BEGIN Data section

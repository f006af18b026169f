//! Nightly reconciliation example
//!
//! Seeds an in-memory store with a day of rental movements and contract
//! history, previews the run, then applies it and resolves a review item by hand.
//!
//! Run with `RUST_LOG=movement_reconciliation=debug` to see per-movement decisions.

use bigdecimal::BigDecimal;
use chrono::{Duration, NaiveDate};
use movement_reconciliation::{
    utils::MemoryStorage, ContractHistoryEntry, Direction, EventMetadata, Movement,
    ReconciliationEngine, ReconciliationOptionsInput,
};
use tracing_subscriber::EnvFilter;

#[tokio::main]
async fn main() -> Result<(), Box<dyn std::error::Error>> {
    tracing_subscriber::fmt()
        .with_env_filter(
            EnvFilter::try_from_default_env().unwrap_or_else(|_| EnvFilter::new("info")),
        )
        .init();

    let day = NaiveDate::from_ymd_opt(2024, 6, 14).ok_or("invalid date")?;
    let at = |hour, minute| day.and_hms_opt(hour, minute, 0).ok_or("invalid time");

    let storage = MemoryStorage::new();

    // Extension paid at the desk, logged on the contract two minutes later
    storage.insert_movement(
        Movement::new("mov-001".to_string(), BigDecimal::from(180), at(9, 15)?, Direction::In)
            .with_type("EXTENSION")
            .with_vehicle("VAN-12")
            .with_beneficiary("CUST-88")
            .with_created_at(at(9, 15)?),
    )?;
    storage.insert_history(
        ContractHistoryEntry::new(
            "hist-001".to_string(),
            "EXTENSION".to_string(),
            "Extended by two days".to_string(),
        )
        .with_metadata(EventMetadata {
            amount: Some(BigDecimal::from(180)),
            date: Some(at(9, 17)?),
            vehicle_id: Some("VAN-12".to_string()),
            beneficiary_id: Some("CUST-88".to_string()),
        })
        .with_created_at(at(9, 17)?),
    )?;

    // Fuel surcharge noted on the contract with a slightly different amount
    storage.insert_movement(
        Movement::new("mov-002".to_string(), BigDecimal::from(64), at(14, 0)?, Direction::In)
            .with_type("FUEL")
            .with_created_at(at(14, 0)? + Duration::days(3)),
    )?;
    storage.insert_history(
        ContractHistoryEntry::new(
            "hist-002".to_string(),
            "PAYMENT_NOTE".to_string(),
            "Fuel surcharge".to_string(),
        )
        .with_metadata(EventMetadata {
            amount: Some(BigDecimal::from(62)),
            date: Some(at(15, 10)?),
            ..Default::default()
        })
        .with_created_at(at(15, 10)?),
    )?;

    let mut engine = ReconciliationEngine::new(storage.clone(), storage.clone());

    let preview = engine
        .run_reconciliation(&ReconciliationOptionsInput::dry_run())
        .await?;
    println!(
        "Preview: {} linked, {} for review, {} unmatched",
        preview.linked_pairs, preview.manual_review_needed, preview.unmatched
    );

    let applied = engine
        .run_reconciliation(&ReconciliationOptionsInput::default())
        .await?;
    println!("{}", serde_json::to_string_pretty(&applied)?);

    for review in &applied.manual_candidates {
        if let Some(best) = review.possible_matches.first() {
            let outcome = engine
                .create_manual_link(
                    &review.movement_id,
                    &best.history_id,
                    "Confirmed against the fuel receipt",
                )
                .await?;
            println!("{}: {}", review.movement_id, outcome.message);
        }
    }

    Ok(())
}
//! Operator-forced links that bypass scoring

use chrono::NaiveDateTime;
use serde::{Deserialize, Serialize};
use tracing::{info, warn};

use crate::reconciliation::engine::ReconciliationEngine;
use crate::reconciliation::linker::Linker;
use crate::traits::*;
use crate::types::*;

/// Audit payload returned for a manual link
#[derive(Debug, Clone, PartialEq, Serialize, Deserialize)]
#[serde(rename_all = "camelCase")]
pub struct ManualLinkData {
    pub movement_id: String,
    pub history_id: String,
    pub reason: String,
    pub linked_at: NaiveDateTime,
}

/// Result of a manual link request
#[derive(Debug, Clone, PartialEq, Serialize, Deserialize)]
#[serde(rename_all = "camelCase")]
pub struct ManualLinkOutcome {
    pub success: bool,
    pub message: String,
    pub data: Option<ManualLinkData>,
}

impl ManualLinkOutcome {
    fn rejected(message: String) -> Self {
        Self {
            success: false,
            message,
            data: None,
        }
    }
}

impl<M: MovementStore, H: ContractHistoryStore> ReconciliationEngine<M, H> {
    /// Link a movement to a history entry chosen by an operator.
    ///
    /// Unknown ids and records that already hold a link are reported as an
    /// unsuccessful outcome; only storage failures come back as `Err`.
    pub async fn create_manual_link(
        &mut self,
        movement_id: &str,
        history_id: &str,
        reason: &str,
    ) -> ReconResult<ManualLinkOutcome> {
        let linked = Linker::new(&mut self.movements, &mut self.history)
            .link(movement_id, history_id, false)
            .await;

        match linked {
            Ok(_) => {
                let data = ManualLinkData {
                    movement_id: movement_id.to_string(),
                    history_id: history_id.to_string(),
                    reason: reason.trim().to_string(),
                    linked_at: chrono::Utc::now().naive_utc(),
                };
                info!(
                    movement_id,
                    history_id,
                    reason = %data.reason,
                    "manual link created"
                );
                Ok(ManualLinkOutcome {
                    success: true,
                    message: format!("Movement {movement_id} linked to history entry {history_id}"),
                    data: Some(data),
                })
            }
            Err(
                err @ (ReconError::MovementNotFound(_)
                | ReconError::HistoryNotFound(_)
                | ReconError::MovementAlreadyLinked { .. }
                | ReconError::HistoryAlreadyLinked { .. }),
            ) => {
                warn!(movement_id, history_id, error = %err, "manual link rejected");
                Ok(ManualLinkOutcome::rejected(err.to_string()))
            }
            Err(err) => Err(err),
        }
    }
}
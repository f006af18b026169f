//! # Movement Reconciliation
//!
//! Links cash-register movements to the contract history entries that
//! describe the same rental event, using a confidence score built from
//! amount, time, vehicle, beneficiary and creation proximity.
//!
//! ## Features
//!
//! - **Scoring**: additive, explainable per-feature points clamped to 0..=100
//! - **Ranking**: deterministic ordering with a bounded candidate list
//! - **Classification**: auto-link, manual review, or unmatched
//! - **Linking**: bidirectional links re-checked immediately before writing
//! - **Manual override**: operator-forced links with an audit reason
//! - **Storage abstraction**: trait-based stores for movements and history
//!
//! ## Quick Start
//!
//! ```rust
//! use movement_reconciliation::{ReconciliationEngine, ReconciliationOptionsInput};
//! use movement_reconciliation::utils::MemoryStorage;
//!
//! // Any MovementStore / ContractHistoryStore implementation works here
//! let storage = MemoryStorage::new();
//! let engine = ReconciliationEngine::new(storage.clone(), storage);
//! let options = ReconciliationOptionsInput::dry_run();
//! // let result = engine.run_reconciliation(&options).await?;
//! # let _ = (engine, options);
//! ```

pub mod reconciliation;
pub mod traits;
pub mod types;
pub mod utils;

// Re-export commonly used types
pub use reconciliation::*;
pub use traits::*;
pub use types::*;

END Data section

▶ _What is expected_:
Exact copies of all the entries above are required.

▶ _Answer for this exercise_:
repository f006af18b026169f
//! Nightly reconciliation example
//!
//! Seeds an in-memory store with a day of rental movements and contract
//! history, previews the run, then applies it and resolves a review item by hand.
//!
//! Run with `RUST_LOG=movement_reconciliation=debug` to see per-movement decisions.

use bigdecimal::BigDecimal;
use chrono::{Duration, NaiveDate};
use movement_reconciliation::{
    utils::MemoryStorage, ContractHistoryEntry, Direction, EventMetadata, Movement,
    ReconciliationEngine, ReconciliationOptionsInput,
};
use tracing_subscriber::EnvFilter;

#[tokio::main]
async fn main() -> Result<(), Box<dyn std::error::Error>> {
    tracing_subscriber::fmt()
        .with_env_filter(
            EnvFilter::try_from_default_env().unwrap_or_else(|_| EnvFilter::new("info")),
        )
        .init();

    let day = NaiveDate::from_ymd_opt(2024, 6, 14).ok_or("invalid date")?;
    let at = |hour, minute| day.and_hms_opt(hour, minute, 0).ok_or("invalid time");

    let storage = MemoryStorage::new();

    // Extension paid at the desk, logged on the contract two minutes later
    storage.insert_movement(
        Movement::new("mov-001".to_string(), BigDecimal::from(180), at(9, 15)?, Direction::In)
            .with_type("EXTENSION")
            .with_vehicle("VAN-12")
            .with_beneficiary("CUST-88")
            .with_created_at(at(9, 15)?),
    )?;
    storage.insert_history(
        ContractHistoryEntry::new(
            "hist-001".to_string(),
            "EXTENSION".to_string(),
            "Extended by two days".to_string(),
        )
        .with_metadata(EventMetadata {
            amount: Some(BigDecimal::from(180)),
            date: Some(at(9, 17)?),
            vehicle_id: Some("VAN-12".to_string()),
            beneficiary_id: Some("CUST-88".to_string()),
        })
        .with_created_at(at(9, 17)?),
    )?;

    // Fuel surcharge noted on the contract with a slightly different amount
    storage.insert_movement(
        Movement::new("mov-002".to_string(), BigDecimal::from(64), at(14, 0)?, Direction::In)
            .with_type("FUEL")
            .with_created_at(at(14, 0)? + Duration::days(3)),
    )?;
    storage.insert_history(
        ContractHistoryEntry::new(
            "hist-002".to_string(),
            "PAYMENT_NOTE".to_string(),
            "Fuel surcharge".to_string(),
        )
        .with_metadata(EventMetadata {
            amount: Some(BigDecimal::from(62)),
            date: Some(at(15, 10)?),
            ..Default::default()
        })
        .with_created_at(at(15, 10)?),
    )?;

    let mut engine = ReconciliationEngine::new(storage.clone(), storage.clone());

    let preview = engine
        .run_reconciliation(&ReconciliationOptionsInput::dry_run())
        .await?;
    println!(
        "Preview: {} linked, {} for review, {} unmatched",
        preview.linked_pairs, preview.manual_review_needed, preview.unmatched
    );

    let applied = engine
        .run_reconciliation(&ReconciliationOptionsInput::default())
        .await?;
    println!("{}", serde_json::to_string_pretty(&applied)?);

    for review in &applied.manual_candidates {
        if let Some(best) = review.possible_matches.first() {
            let outcome = engine
                .create_manual_link(
                    &review.movement_id,
                    &best.history_id,
                    "Confirmed against the fuel receipt",
                )
                .await?;
            println!("{}: {}", review.movement_id, outcome.message);
        }
    }

    Ok(())
}
//! Operator-forced links that bypass scoring

use chrono::NaiveDateTime;
use serde::{Deserialize, Serialize};
use tracing::{info, warn};

use crate::reconciliation::engine::ReconciliationEngine;
use crate::reconciliation::linker::Linker;
use crate::traits::*;
use crate::types::*;

/// Audit payload returned for a manual link
#[derive(Debug, Clone, PartialEq, Serialize, Deserialize)]
#[serde(rename_all = "camelCase")]
pub struct ManualLinkData {
    pub movement_id: String,
    pub history_id: String,
    pub reason: String,
    pub linked_at: NaiveDateTime,
}

/// Result of a manual link request
#[derive(Debug, Clone, PartialEq, Serialize, Deserialize)]
#[serde(rename_all = "camelCase")]
pub struct ManualLinkOutcome {
    pub success: bool,
    pub message: String,
    pub data: Option<ManualLinkData>,
}

impl ManualLinkOutcome {
    fn rejected(message: String) -> Self {
        Self {
            success: false,
            message,
            data: None,
        }
    }
}

impl<M: MovementStore, H: ContractHistoryStore> ReconciliationEngine<M, H> {
    /// Link a movement to a history entry chosen by an operator.
    ///
    /// Unknown ids and records that already hold a link are reported as an
    /// unsuccessful outcome; only storage failures come back as `Err`.
    pub async fn create_manual_link(
        &mut self,
        movement_id: &str,
        history_id: &str,
        reason: &str,
    ) -> ReconResult<ManualLinkOutcome> {
        let linked = Linker::new(&mut self.movements, &mut self.history)
            .link(movement_id, history_id, false)
            .await;

        match linked {
            Ok(_) => {
                let data = ManualLinkData {
                    movement_id: movement_id.to_string(),
                    history_id: history_id.to_string(),
                    reason: reason.trim().to_string(),
                    linked_at: chrono::Utc::now().naive_utc(),
                };
                info!(
                    movement_id,
                    history_id,
                    reason = %data.reason,
                    "manual link created"
                );
                Ok(ManualLinkOutcome {
                    success: true,
                    message: format!("Movement {movement_id} linked to history entry {history_id}"),
                    data: Some(data),
                })
            }
            Err(
                err @ (ReconError::MovementNotFound(_)
                | ReconError::HistoryNotFound(_)
                | ReconError::MovementAlreadyLinked { .. }
                | ReconError::HistoryAlreadyLinked { .. }),
            ) => {
                warn!(movement_id, history_id, error = %err, "manual link rejected");
                Ok(ManualLinkOutcome::rejected(err.to_string()))
            }
            Err(err) => Err(err),
        }
    }
}
repository f006af18b026169f
//! # Movement Reconciliation
//!
//! Links cash-register movements to the contract history entries that
//! describe the same rental event, using a confidence score built from
//! amount, time, vehicle, beneficiary and creation proximity.
//!
//! ## Features
//!
//! - **Scoring**: additive, explainable per-feature points clamped to 0..=100
//! - **Ranking**: deterministic ordering with a bounded candidate list
//! - **Classification**: auto-link, manual review, or unmatched
//! - **Linking**: bidirectional links re-checked immediately before writing
//! - **Manual override**: operator-forced links with an audit reason
//! - **Storage abstraction**: trait-based stores for movements and history
//!
//! ## Quick Start
//!
//! ```rust
//! use movement_reconciliation::{ReconciliationEngine, ReconciliationOptionsInput};
//! use movement_reconciliation::utils::MemoryStorage;
//!
//! // Any MovementStore / ContractHistoryStore implementation works here
//! let storage = MemoryStorage::new();
//! let engine = ReconciliationEngine::new(storage.clone(), storage);
//! let options = ReconciliationOptionsInput::dry_run();
//! // let result = engine.run_reconciliation(&options).await?;
//! # let _ = (engine, options);
//! ```

pub mod reconciliation;
pub mod traits;
pub mod types;
pub mod utils;

// Re-export commonly used types
pub use reconciliation::*;
pub use traits::*;
pub use types::*;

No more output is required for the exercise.